_Dataset entries_
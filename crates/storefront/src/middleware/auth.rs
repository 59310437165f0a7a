//! Authentication extractors.
//!
//! Provides extractors for requiring a logged-in user (or an admin) in
//! route handlers, reading the identity stored in the session at login.

use axum::{
    extract::FromRequestParts,
    http::{StatusCode, request::Parts},
    response::{IntoResponse, Response},
};
use tower_sessions::Session;

use crate::models::{CurrentUser, session_keys};

/// Rejection for the auth extractors.
pub enum AuthRejection {
    /// No logged-in user in the session.
    Unauthorized,
    /// Logged in, but not an admin.
    Forbidden,
}

impl IntoResponse for AuthRejection {
    fn into_response(self) -> Response {
        match self {
            Self::Unauthorized => StatusCode::UNAUTHORIZED.into_response(),
            Self::Forbidden => StatusCode::FORBIDDEN.into_response(),
        }
    }
}

/// Read the current user from the session carried in request extensions.
async fn current_user(parts: &Parts) -> Option<CurrentUser> {
    let session = parts.extensions.get::<Session>()?;
    session
        .get(session_keys::CURRENT_USER)
        .await
        .ok()
        .flatten()
}

/// Extractor that requires a logged-in user.
///
/// # Example
///
/// ```rust,ignore
/// async fn protected_handler(RequireAuth(user): RequireAuth) -> impl IntoResponse {
///     format!("Hello, {}!", user.email)
/// }
/// ```
pub struct RequireAuth(pub CurrentUser);

impl<S> FromRequestParts<S> for RequireAuth
where
    S: Send + Sync,
{
    type Rejection = AuthRejection;

    async fn from_request_parts(parts: &mut Parts, _state: &S) -> Result<Self, Self::Rejection> {
        current_user(parts)
            .await
            .map(Self)
            .ok_or(AuthRejection::Unauthorized)
    }
}

/// Extractor that requires a logged-in admin.
///
/// Every admin-surface handler starts with this check; a non-admin user
/// gets `403 Forbidden`, an anonymous request gets `401 Unauthorized`.
pub struct RequireAdmin(pub CurrentUser);

impl<S> FromRequestParts<S> for RequireAdmin
where
    S: Send + Sync,
{
    type Rejection = AuthRejection;

    async fn from_request_parts(parts: &mut Parts, _state: &S) -> Result<Self, Self::Rejection> {
        let user = current_user(parts)
            .await
            .ok_or(AuthRejection::Unauthorized)?;

        if !user.is_admin {
            return Err(AuthRejection::Forbidden);
        }

        Ok(Self(user))
    }
}

/// Extractor that optionally gets the current user.
///
/// Unlike `RequireAuth`, this does not reject anonymous requests; checkout
/// uses it to attribute orders to a user when one is logged in and to
/// permit guest orders otherwise.
pub struct OptionalAuth(pub Option<CurrentUser>);

impl<S> FromRequestParts<S> for OptionalAuth
where
    S: Send + Sync,
{
    type Rejection = std::convert::Infallible;

    async fn from_request_parts(parts: &mut Parts, _state: &S) -> Result<Self, Self::Rejection> {
        Ok(Self(current_user(parts).await))
    }
}

/// Helper to store the current user in the session (login).
///
/// # Errors
///
/// Returns an error if the session cannot be modified.
pub async fn set_current_user(
    session: &Session,
    user: &CurrentUser,
) -> Result<(), tower_sessions::session::Error> {
    session.insert(session_keys::CURRENT_USER, user).await
}

/// Helper to clear the current user from the session (logout).
///
/// The cart deliberately survives logout.
///
/// # Errors
///
/// Returns an error if the session cannot be modified.
pub async fn clear_current_user(session: &Session) -> Result<(), tower_sessions::session::Error> {
    session
        .remove::<CurrentUser>(session_keys::CURRENT_USER)
        .await?;
    Ok(())
}
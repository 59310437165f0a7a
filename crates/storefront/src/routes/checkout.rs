//! Checkout route handler.

use axum::{Json, extract::State};
use serde::{Deserialize, Serialize};
use tower_sessions::Session;

use crate::error::Result;
use crate::middleware::OptionalAuth;
use crate::routes::cart::{clear_cart, load_cart};
use crate::services::checkout::CheckoutService;
use crate::state::AppState;

/// Request body for placing an order.
#[derive(Debug, Deserialize)]
pub struct CheckoutRequest {
    pub payment_method: String,
    pub shipping_method: String,
}

/// Order confirmation returned on success.
///
/// No payment has been captured at this point; the order is recorded and
/// awaits an external payment provider (card, Klarna, Vipps).
#[derive(Debug, Serialize)]
pub struct OrderConfirmation {
    pub order_id: i64,
    pub total_amount: f64,
    pub currency: String,
    pub line_count: usize,
}

/// `POST /checkout` - Place an order from the session cart.
///
/// Guests may check out; when a user is logged in the order is attributed
/// to them. The cart is cleared only after the order has committed.
pub async fn place_order(
    State(state): State<AppState>,
    OptionalAuth(user): OptionalAuth,
    session: Session,
    Json(request): Json<CheckoutRequest>,
) -> Result<Json<OrderConfirmation>> {
    let cart = load_cart(&session).await;

    let (order, lines) = CheckoutService::new(state.pool(), state.config().currency.as_str())
        .place_order(
            &cart,
            &request.payment_method,
            &request.shipping_method,
            user.map(|u| u.id),
        )
        .await?;

    clear_cart(&session).await?;

    Ok(Json(OrderConfirmation {
        order_id: order.id.as_i64(),
        total_amount: order.total_amount,
        currency: order.currency,
        line_count: lines.len(),
    }))
}
//! Lakkeriet Core - Shared types library.
//!
//! This crate provides common types used across all Lakkeriet components:
//! - `storefront` - Public storefront and admin API
//! - `cli` - Command-line tools for migrations and management
//!
//! # Architecture
//!
//! The core crate contains only types - no I/O, no database access, no HTTP.
//! This keeps it lightweight and allows it to be used anywhere.
//!
//! # Modules
//!
//! - [`types`] - Newtype wrappers for type-safe IDs, stock codes, and emails

#![cfg_attr(not(test), forbid(unsafe_code))]

pub mod types;

pub use types::*;
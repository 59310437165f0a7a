//! Bulk catalog import from delimited feeds.
//!
//! The feed is semicolon-delimited UTF-8 (a byte-order mark is tolerated)
//! with a header row naming the fields
//! `sku;EAN;name;description;category;weight;qty;price;tax;brand;images`.
//!
//! Rows are processed independently: a malformed or code-less row is
//! counted, logged with its contents, and skipped — it never aborts the
//! rest of the batch. Everything that survives normalization is upserted
//! by stock code in one transaction, so the batch becomes visible all at
//! once or not at all.

pub mod normalize;

use serde::Serialize;
use sqlx::SqlitePool;
use thiserror::Error;

use crate::db::{ProductRepository, RepositoryError};

pub use normalize::{FeedRow, RowSkip, clean_html, normalize, to_f64, to_i64};

/// UTF-8 byte-order mark, emitted by spreadsheet exports.
const UTF8_BOM: &[u8] = b"\xef\xbb\xbf";

/// Result of one import batch.
#[derive(Debug, Clone, Copy, PartialEq, Eq, Serialize)]
pub struct ImportSummary {
    /// Rows upserted into the catalog.
    pub imported: usize,
    /// Rows skipped due to per-row problems.
    pub skipped: usize,
}

/// Errors that abort an import batch.
///
/// Only storage failures abort a batch; row-level problems are recovered
/// locally and reported through [`ImportSummary::skipped`].
#[derive(Debug, Error)]
pub enum ImportError {
    /// Storage failure; the transaction rolled back and no row of the
    /// batch is visible.
    #[error("database error: {0}")]
    Repository(#[from] RepositoryError),
}

/// Service importing product feeds into the catalog.
pub struct ImportService<'a> {
    products: ProductRepository<'a>,
}

impl<'a> ImportService<'a> {
    /// Create a new import service.
    #[must_use]
    pub const fn new(pool: &'a SqlitePool) -> Self {
        Self {
            products: ProductRepository::new(pool),
        }
    }

    /// Import one feed batch.
    ///
    /// Re-importing an identical batch is idempotent: rows upsert by stock
    /// code, so no duplicates are created and the final catalog state is
    /// the same.
    ///
    /// # Errors
    ///
    /// Returns `ImportError::Repository` if the commit fails; in that case
    /// nothing from the batch is visible and the import can be retried.
    pub async fn import(&self, bytes: &[u8]) -> Result<ImportSummary, ImportError> {
        let input = bytes.strip_prefix(UTF8_BOM).unwrap_or(bytes);

        let mut reader = csv::ReaderBuilder::new()
            .delimiter(b';')
            .flexible(true)
            .trim(csv::Trim::All)
            .from_reader(input);

        let mut staged = Vec::new();
        let mut skipped = 0usize;

        for (index, result) in reader.deserialize::<FeedRow>().enumerate() {
            let row_number = index + 1;
            let row = match result {
                Ok(row) => row,
                Err(err) => {
                    skipped += 1;
                    tracing::warn!(row = row_number, error = %err, "skipping malformed feed row");
                    continue;
                }
            };

            match normalize(&row) {
                Ok(product) => staged.push(product),
                Err(reason) => {
                    skipped += 1;
                    tracing::warn!(
                        row = row_number,
                        contents = ?row,
                        reason = %reason,
                        "skipping feed row"
                    );
                }
            }
        }

        let imported = self.products.upsert_batch(&staged).await?;

        tracing::info!(imported, skipped, "feed import finished");

        Ok(ImportSummary { imported, skipped })
    }
}
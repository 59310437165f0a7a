//! HTTP middleware and extractors.
//!
//! # Middleware Order (bottom to top in Router)
//!
//! 1. `TraceLayer` (request tracing)
//! 2. Session layer (tower-sessions with `SQLite` store)

pub mod auth;
pub mod session;

pub use auth::{OptionalAuth, RequireAdmin, RequireAuth, clear_current_user, set_current_user};
pub use session::create_session_layer;
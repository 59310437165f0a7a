//! Business logic services.
//!
//! Services sit between the HTTP routes and the repositories: they own the
//! storefront's pipelines (cart resolution, checkout, feed import) and the
//! account logic, while the `db` layer owns the SQL.

pub mod auth;
pub mod cart;
pub mod checkout;
pub mod import;
pub mod translate;

pub use auth::{AuthError, AuthService};
pub use cart::{CartItem, CartService, CartSnapshot};
pub use checkout::{CheckoutError, CheckoutService};
pub use import::{ImportError, ImportService, ImportSummary};
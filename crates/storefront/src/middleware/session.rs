//! Session middleware configuration.
//!
//! Sets up `SQLite`-backed sessions using tower-sessions. The session holds
//! the cart and the logged-in identity.

use sqlx::SqlitePool;
use tower_sessions::{Expiry, SessionManagerLayer};
use tower_sessions_sqlx_store::SqliteStore;

/// Session cookie name.
pub const SESSION_COOKIE_NAME: &str = "lakkeriet_session";

/// Session expiry time in seconds (30 days; carts should survive a pause).
const SESSION_EXPIRY_SECONDS: i64 = 30 * 24 * 60 * 60;

/// Create the session layer with a `SQLite` store.
///
/// The store's own `sessions` table must be migrated before serving; see
/// [`SqliteStore::migrate`].
///
/// # Errors
///
/// Returns `sqlx::Error` if the session table migration fails.
pub async fn create_session_layer(
    pool: &SqlitePool,
) -> Result<SessionManagerLayer<SqliteStore>, sqlx::Error> {
    let store = SqliteStore::new(pool.clone());
    store.migrate().await?;

    Ok(SessionManagerLayer::new(store)
        .with_name(SESSION_COOKIE_NAME)
        .with_expiry(Expiry::OnInactivity(
            tower_sessions::cookie::time::Duration::seconds(SESSION_EXPIRY_SECONDS),
        ))
        .with_secure(false)
        .with_same_site(tower_sessions::cookie::SameSite::Lax)
        .with_http_only(true)
        .with_path("/"))
}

_Exercise prompt_
Starting at the line that contains "use serde::Serialize;" and stopping after the line that contains "const UTF8_BOM: &[u8]", write out every line exactly as it appears above, and no other line.

_Exercise result_
use serde::Serialize;
use sqlx::SqlitePool;
use thiserror::Error;

use crate::db::{ProductRepository, RepositoryError};

pub use normalize::{FeedRow, RowSkip, clean_html, normalize, to_f64, to_i64};

/// UTF-8 byte-order mark, emitted by spreadsheet exports.
const UTF8_BOM: &[u8] = b"\xef\xbb\xbf";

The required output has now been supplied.